Conclusion: This is the first study to describe the PK/PD of propofol in SO adolescents. The proposed maintenance dosing regimen for propofol uses TBW in an allometric function as a dosing scalar, with an exponent of 0.75. Our results suggest no relevant effect of obesity on the propofol concentration-BIS relationship.

Trial registration: ClinicalTrials.gov NCT00948597.

Keywords: anesthetics i.v.; bariatric; bispectral index; obese; pediatric; pharmacodynamics; pharmacokinetics; propofol; simulation.

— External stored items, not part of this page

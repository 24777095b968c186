//! Bridges a `PackStore`, a `Dictionary`, and an `OffsetResolver` into a
//! `NodeResolver`: the thing `Inode::find`/`seq`/`add` call to turn a `Lazy`
//! child pointer's key back into a usable `Inode`.

use crate::config::Config;
use crate::dict::{Dictionary, OffsetResolver};
use crate::error::{CoreError, Result};
use crate::hash::Key;
use crate::inode::compress::{self, Compress};
use crate::inode::value::{Inode, NodeResolver};
use crate::store::PackStore;
use std::sync::Arc;

pub struct PackResolver<'a> {
    cfg: Config,
    store: &'a dyn PackStore,
    dict: &'a dyn Dictionary,
    offset_resolver: &'a dyn OffsetResolver,
}

impl<'a> PackResolver<'a> {
    pub fn new(
        cfg: Config,
        store: &'a dyn PackStore,
        dict: &'a dyn Dictionary,
        offset_resolver: &'a dyn OffsetResolver,
    ) -> Self {
        PackResolver {
            cfg,
            store,
            dict,
            offset_resolver,
        }
    }
}

impl<'a> NodeResolver for PackResolver<'a> {
    fn resolve(&self, key: Key, depth: u32) -> Result<Arc<Inode>> {
        let raw = self
            .store
            .find(&key)?
            .ok_or(CoreError::UnknownHashAtTruncatedBoundary(key.to_hash()))?;
        if !raw.kind.is_inode() {
            return Err(CoreError::UnknownKind(raw.kind.to_byte()));
        }
        let compress = Compress::from_bytes(&raw.bytes)?;
        let bin = compress::decompress(&compress, self.dict, self.offset_resolver)?;
        let root = raw.kind.is_root_inode();
        Inode::from_bin(&self.cfg, &bin, depth, root, key)
    }
}

#[cfg(test)]
mod tests {
    use super::*;
    use crate::dict::{NullDictionary, NullOffsetResolver};
    use crate::hash::{Hash, HashDomain};
    use crate::step::{Metadata, Ordering, Step, Value};
    use crate::store::MemStore;

    fn cfg() -> Config {
        Config::new(2, 2, Ordering::SeededHash, ".").unwrap()
    }

    fn contents(tag: &str) -> Value {
        Value::Contents(
            Key::new(Hash::digest(HashDomain::Contents, &[tag.as_bytes()])),
            Metadata::default(),
        )
    }

    #[test]
    fn save_then_resolve_through_a_fresh_pack_resolver_reconstructs_the_tree() {
        let cfg = cfg();
        let store = MemStore::new();
        let dict = NullDictionary;
        let offsets = NullOffsetResolver;

        let mut root = Inode::empty_root();
        for tag in ["a", "b", "c", "d"] {
            root = root
                .add(&cfg, &Step::from(tag), contents(tag), None)
                .unwrap();
        }
        let original_hash = root.hash();

        let root_key = root
            .save(&cfg, &store, &dict, &offsets, None)
            .expect("saving a fully Total tree never needs a resolver");

        let resolver = PackResolver::new(cfg.clone(), &store, &dict, &offsets);
        let reloaded = resolver.resolve(root_key, 0).unwrap();

        assert_eq!(reloaded.hash(), original_hash);
        for tag in ["a", "b", "c", "d"] {
            assert_eq!(
                reloaded
                    .find(&Step::from(tag), &cfg, Some(&resolver))
                    .unwrap(),
                Some(contents(tag))
            );
        }
        assert_eq!(
            reloaded.find(&Step::from("missing"), &cfg, Some(&resolver)).unwrap(),
            None
        );
    }
}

© 2015 John Wiley & Sons Ltd.

Figures

Figure 1
Figure 1
Propofol concentration and BIS-time plots for the study cohort. Time 0 is the start of propofol infusion. Panel A shows measured propofol concentrations over time from 26 patients with actual measurements marked by open ended-circles (≈ 14 samples/patient). Panel B represents BIS data in 1-minute increments from 23 subjects in the cohort (≈ 144 data points/patient). BIS data from 3 subjects were excluded from analysis because sevoflurane was used for anesthetic induction in one individual who did not want to have their venous catheter placed while awake (ID: 8); and inability to retrieve all recorded data from the BIS monitor for the remaining two (ID: 3 and 25).
Figure 2
Figure 2
Prediction Corrected Visual Predictive Check of PK (propofol concentrations) and PD (BIS) based on developed PK/PD models. Prediction Corrected Visual Predictive Check is presented as means of simulation diagnostics for the (A) 3-Compartmental PK model and (B) Pharmacokinetic-Pharmacodynamic model. The PK and PK/PD model were simulated n=1000 times and the dependent variable was subject to prediction and variance correction to account of differences due to titrated individual dosing and differences in length of surgery. The darker solid black line represents the median prediction corrected observations and darker dashed black lines present the 5th and 95th percentiles of the prediction corrected observations. Similarly, the thinner solid black line represents the model simulated median values and the thinner dashed black lines present the 5th and 95th percentiles of the same. The shaded grey area in the middle represents 90% confidence interval for the model simulated median values while the lighter shaded grey areas represent the 90% confidence interval for the model simulated 5th/95th percentiles (bottom and top shaded areas). The prediction corrected observations are represented by grey circles. Time after most recent dose/infusion rate change was used as the independent variable.
Figure 3
Figure 3
Predictions of plasma propofol concentrations and BIS, based on simulations using proposed propofol dosing regimen for a representative SO (median age, height and weight from our study) and lean adolescent (50th percentile weight, same height and age). Panel A represents predicted propofol concentrations and Panel B represents BIS values during and after maintenance of propofol anesthesia over a 60 minute period, for a hypothetical obese (Total Body Weight = 130 kg, Adjusted Body Weight = 78.7 kg) and lean (Total Body Weight = 53.4 kg, Adjusted Body Weight = 48.1 kg) female of the same age (15.7 years of age) and height (166 cm). In each panel, median predictions based on our developed PK/PD model for the obese adolescent is given by the black line; the Eleveld-Cortinez PK/PD model based prediction for the obese adolescent is given by the gray colored line, and the lean adolescent is represented by the dotted line. The dosing regimen proposed maintains adequate propofol concentrations and BIS levels in conjunction with either model.